=== Your objective ===
Find the lines in the records that carry the word "NewCourse". Copy each one.

Input records START

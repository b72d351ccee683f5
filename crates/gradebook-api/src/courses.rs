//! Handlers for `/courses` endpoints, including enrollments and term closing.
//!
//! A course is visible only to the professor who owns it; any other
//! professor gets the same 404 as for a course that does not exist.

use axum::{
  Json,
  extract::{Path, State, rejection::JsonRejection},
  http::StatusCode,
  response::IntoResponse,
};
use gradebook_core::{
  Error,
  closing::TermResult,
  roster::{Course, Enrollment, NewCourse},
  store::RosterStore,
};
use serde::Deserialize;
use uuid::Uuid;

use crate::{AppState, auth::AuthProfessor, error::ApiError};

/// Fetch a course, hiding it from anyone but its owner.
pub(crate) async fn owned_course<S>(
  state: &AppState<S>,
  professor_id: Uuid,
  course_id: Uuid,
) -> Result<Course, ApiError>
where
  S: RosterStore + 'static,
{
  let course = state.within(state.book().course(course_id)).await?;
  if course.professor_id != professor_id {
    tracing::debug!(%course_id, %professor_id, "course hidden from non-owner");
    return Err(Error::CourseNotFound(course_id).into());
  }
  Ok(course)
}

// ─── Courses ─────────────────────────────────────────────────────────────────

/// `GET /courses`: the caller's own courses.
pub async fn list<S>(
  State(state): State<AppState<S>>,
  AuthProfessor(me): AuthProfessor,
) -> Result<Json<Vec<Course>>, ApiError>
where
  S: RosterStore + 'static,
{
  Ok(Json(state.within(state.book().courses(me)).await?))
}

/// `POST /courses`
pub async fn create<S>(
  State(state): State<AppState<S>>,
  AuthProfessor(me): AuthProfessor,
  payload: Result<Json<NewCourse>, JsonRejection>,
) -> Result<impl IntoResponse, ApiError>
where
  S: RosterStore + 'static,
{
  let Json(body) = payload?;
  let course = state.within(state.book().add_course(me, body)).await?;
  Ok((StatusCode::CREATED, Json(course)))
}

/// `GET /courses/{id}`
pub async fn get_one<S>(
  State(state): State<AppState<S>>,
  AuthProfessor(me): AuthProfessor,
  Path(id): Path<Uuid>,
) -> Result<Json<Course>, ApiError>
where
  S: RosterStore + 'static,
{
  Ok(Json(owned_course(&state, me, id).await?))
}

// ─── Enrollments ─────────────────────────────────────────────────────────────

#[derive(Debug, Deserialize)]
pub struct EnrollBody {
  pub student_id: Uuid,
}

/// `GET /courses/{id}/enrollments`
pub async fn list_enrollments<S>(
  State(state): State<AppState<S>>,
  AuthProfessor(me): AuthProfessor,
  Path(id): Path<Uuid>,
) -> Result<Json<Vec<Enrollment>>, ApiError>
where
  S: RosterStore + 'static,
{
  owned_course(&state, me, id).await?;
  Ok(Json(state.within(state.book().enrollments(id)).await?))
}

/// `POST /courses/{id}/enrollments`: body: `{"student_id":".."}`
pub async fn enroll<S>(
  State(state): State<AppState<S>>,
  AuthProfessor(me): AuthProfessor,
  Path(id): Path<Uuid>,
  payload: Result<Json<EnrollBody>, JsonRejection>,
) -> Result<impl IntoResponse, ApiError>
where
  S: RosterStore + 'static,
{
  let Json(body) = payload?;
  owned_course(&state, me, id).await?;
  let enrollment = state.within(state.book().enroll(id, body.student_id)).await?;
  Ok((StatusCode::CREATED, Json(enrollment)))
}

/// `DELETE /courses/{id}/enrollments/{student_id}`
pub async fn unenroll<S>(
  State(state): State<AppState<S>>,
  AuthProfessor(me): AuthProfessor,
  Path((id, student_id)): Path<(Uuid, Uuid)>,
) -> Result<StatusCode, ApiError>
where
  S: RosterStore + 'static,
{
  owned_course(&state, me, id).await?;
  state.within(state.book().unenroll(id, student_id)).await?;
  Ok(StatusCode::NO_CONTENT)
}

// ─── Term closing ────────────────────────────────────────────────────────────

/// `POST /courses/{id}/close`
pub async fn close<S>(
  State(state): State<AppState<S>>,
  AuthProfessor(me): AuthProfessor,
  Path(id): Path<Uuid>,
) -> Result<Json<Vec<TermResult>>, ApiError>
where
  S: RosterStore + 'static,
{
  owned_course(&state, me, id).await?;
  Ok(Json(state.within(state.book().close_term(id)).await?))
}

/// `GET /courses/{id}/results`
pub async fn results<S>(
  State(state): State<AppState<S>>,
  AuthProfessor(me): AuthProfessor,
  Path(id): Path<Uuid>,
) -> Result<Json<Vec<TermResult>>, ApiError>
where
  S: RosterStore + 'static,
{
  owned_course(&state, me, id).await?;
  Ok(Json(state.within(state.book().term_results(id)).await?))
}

Input records END
Input records START

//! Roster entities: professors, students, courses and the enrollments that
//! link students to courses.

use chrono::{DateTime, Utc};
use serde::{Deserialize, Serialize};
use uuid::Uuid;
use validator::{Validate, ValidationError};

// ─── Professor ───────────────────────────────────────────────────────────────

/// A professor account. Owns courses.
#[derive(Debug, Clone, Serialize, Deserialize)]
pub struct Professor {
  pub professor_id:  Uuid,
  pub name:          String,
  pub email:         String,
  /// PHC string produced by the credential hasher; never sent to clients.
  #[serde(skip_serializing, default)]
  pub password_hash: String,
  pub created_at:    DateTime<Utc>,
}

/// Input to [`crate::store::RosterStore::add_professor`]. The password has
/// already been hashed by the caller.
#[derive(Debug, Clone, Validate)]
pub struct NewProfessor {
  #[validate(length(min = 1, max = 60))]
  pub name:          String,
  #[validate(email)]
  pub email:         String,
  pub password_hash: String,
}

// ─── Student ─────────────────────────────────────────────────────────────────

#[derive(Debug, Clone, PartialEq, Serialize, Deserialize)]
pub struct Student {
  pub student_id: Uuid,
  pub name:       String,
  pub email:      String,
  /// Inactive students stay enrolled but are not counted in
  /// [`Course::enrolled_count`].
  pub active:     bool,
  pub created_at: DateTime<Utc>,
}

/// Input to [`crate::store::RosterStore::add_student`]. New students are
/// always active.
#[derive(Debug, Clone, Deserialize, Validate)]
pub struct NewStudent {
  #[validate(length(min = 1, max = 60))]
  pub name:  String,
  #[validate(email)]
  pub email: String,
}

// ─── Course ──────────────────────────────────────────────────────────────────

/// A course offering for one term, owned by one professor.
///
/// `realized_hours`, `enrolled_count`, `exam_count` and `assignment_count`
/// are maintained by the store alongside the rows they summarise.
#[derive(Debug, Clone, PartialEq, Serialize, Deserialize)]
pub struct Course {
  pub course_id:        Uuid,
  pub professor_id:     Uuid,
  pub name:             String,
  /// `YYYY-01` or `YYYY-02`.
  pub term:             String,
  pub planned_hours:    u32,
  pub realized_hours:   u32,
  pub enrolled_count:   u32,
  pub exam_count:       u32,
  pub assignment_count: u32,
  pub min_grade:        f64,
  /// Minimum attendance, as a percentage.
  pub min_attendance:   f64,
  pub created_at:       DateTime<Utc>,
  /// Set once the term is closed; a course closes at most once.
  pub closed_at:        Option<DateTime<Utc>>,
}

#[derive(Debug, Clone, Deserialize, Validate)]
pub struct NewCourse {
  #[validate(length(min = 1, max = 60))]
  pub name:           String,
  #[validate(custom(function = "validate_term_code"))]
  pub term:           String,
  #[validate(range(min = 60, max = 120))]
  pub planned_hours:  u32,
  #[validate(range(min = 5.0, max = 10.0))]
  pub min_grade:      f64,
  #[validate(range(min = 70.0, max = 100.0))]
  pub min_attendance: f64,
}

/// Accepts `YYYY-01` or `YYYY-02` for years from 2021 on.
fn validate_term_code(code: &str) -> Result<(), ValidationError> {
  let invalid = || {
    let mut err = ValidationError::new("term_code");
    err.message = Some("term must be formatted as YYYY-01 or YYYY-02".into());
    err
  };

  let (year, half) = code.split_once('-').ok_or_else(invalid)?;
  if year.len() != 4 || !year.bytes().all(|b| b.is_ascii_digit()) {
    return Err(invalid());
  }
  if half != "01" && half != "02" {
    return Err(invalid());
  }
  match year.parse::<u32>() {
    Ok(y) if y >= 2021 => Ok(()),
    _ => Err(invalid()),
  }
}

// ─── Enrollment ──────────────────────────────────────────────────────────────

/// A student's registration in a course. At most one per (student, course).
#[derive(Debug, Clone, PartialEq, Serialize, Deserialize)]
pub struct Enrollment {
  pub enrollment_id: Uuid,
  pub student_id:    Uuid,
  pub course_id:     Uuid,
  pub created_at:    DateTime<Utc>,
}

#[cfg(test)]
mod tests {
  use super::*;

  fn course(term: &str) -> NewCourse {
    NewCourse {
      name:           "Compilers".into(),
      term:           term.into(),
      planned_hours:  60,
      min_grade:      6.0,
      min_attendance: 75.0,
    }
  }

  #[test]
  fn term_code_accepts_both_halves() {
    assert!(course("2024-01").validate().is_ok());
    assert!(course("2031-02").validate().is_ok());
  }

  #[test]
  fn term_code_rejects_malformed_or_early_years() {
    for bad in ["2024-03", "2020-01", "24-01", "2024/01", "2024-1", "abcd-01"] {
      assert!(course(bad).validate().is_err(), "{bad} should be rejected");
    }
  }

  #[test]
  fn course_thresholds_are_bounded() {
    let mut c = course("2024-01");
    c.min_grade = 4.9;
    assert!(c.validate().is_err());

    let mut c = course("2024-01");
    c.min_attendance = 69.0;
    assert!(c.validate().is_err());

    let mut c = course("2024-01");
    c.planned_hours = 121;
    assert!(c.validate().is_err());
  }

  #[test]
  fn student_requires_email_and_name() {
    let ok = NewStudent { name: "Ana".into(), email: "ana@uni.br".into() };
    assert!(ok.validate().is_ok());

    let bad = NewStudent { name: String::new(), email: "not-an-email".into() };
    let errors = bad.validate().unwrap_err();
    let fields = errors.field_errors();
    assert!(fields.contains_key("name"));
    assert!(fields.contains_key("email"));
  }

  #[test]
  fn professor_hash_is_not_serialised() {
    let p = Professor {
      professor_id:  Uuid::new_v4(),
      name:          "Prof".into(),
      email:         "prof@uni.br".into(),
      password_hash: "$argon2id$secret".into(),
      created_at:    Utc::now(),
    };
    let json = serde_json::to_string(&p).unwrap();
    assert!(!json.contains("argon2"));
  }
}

Input records END

=== Task result ===
  roster::{Course, Enrollment, NewCourse},
  payload: Result<Json<NewCourse>, JsonRejection>,
pub struct NewCourse {
  fn course(term: &str) -> NewCourse {
    NewCourse {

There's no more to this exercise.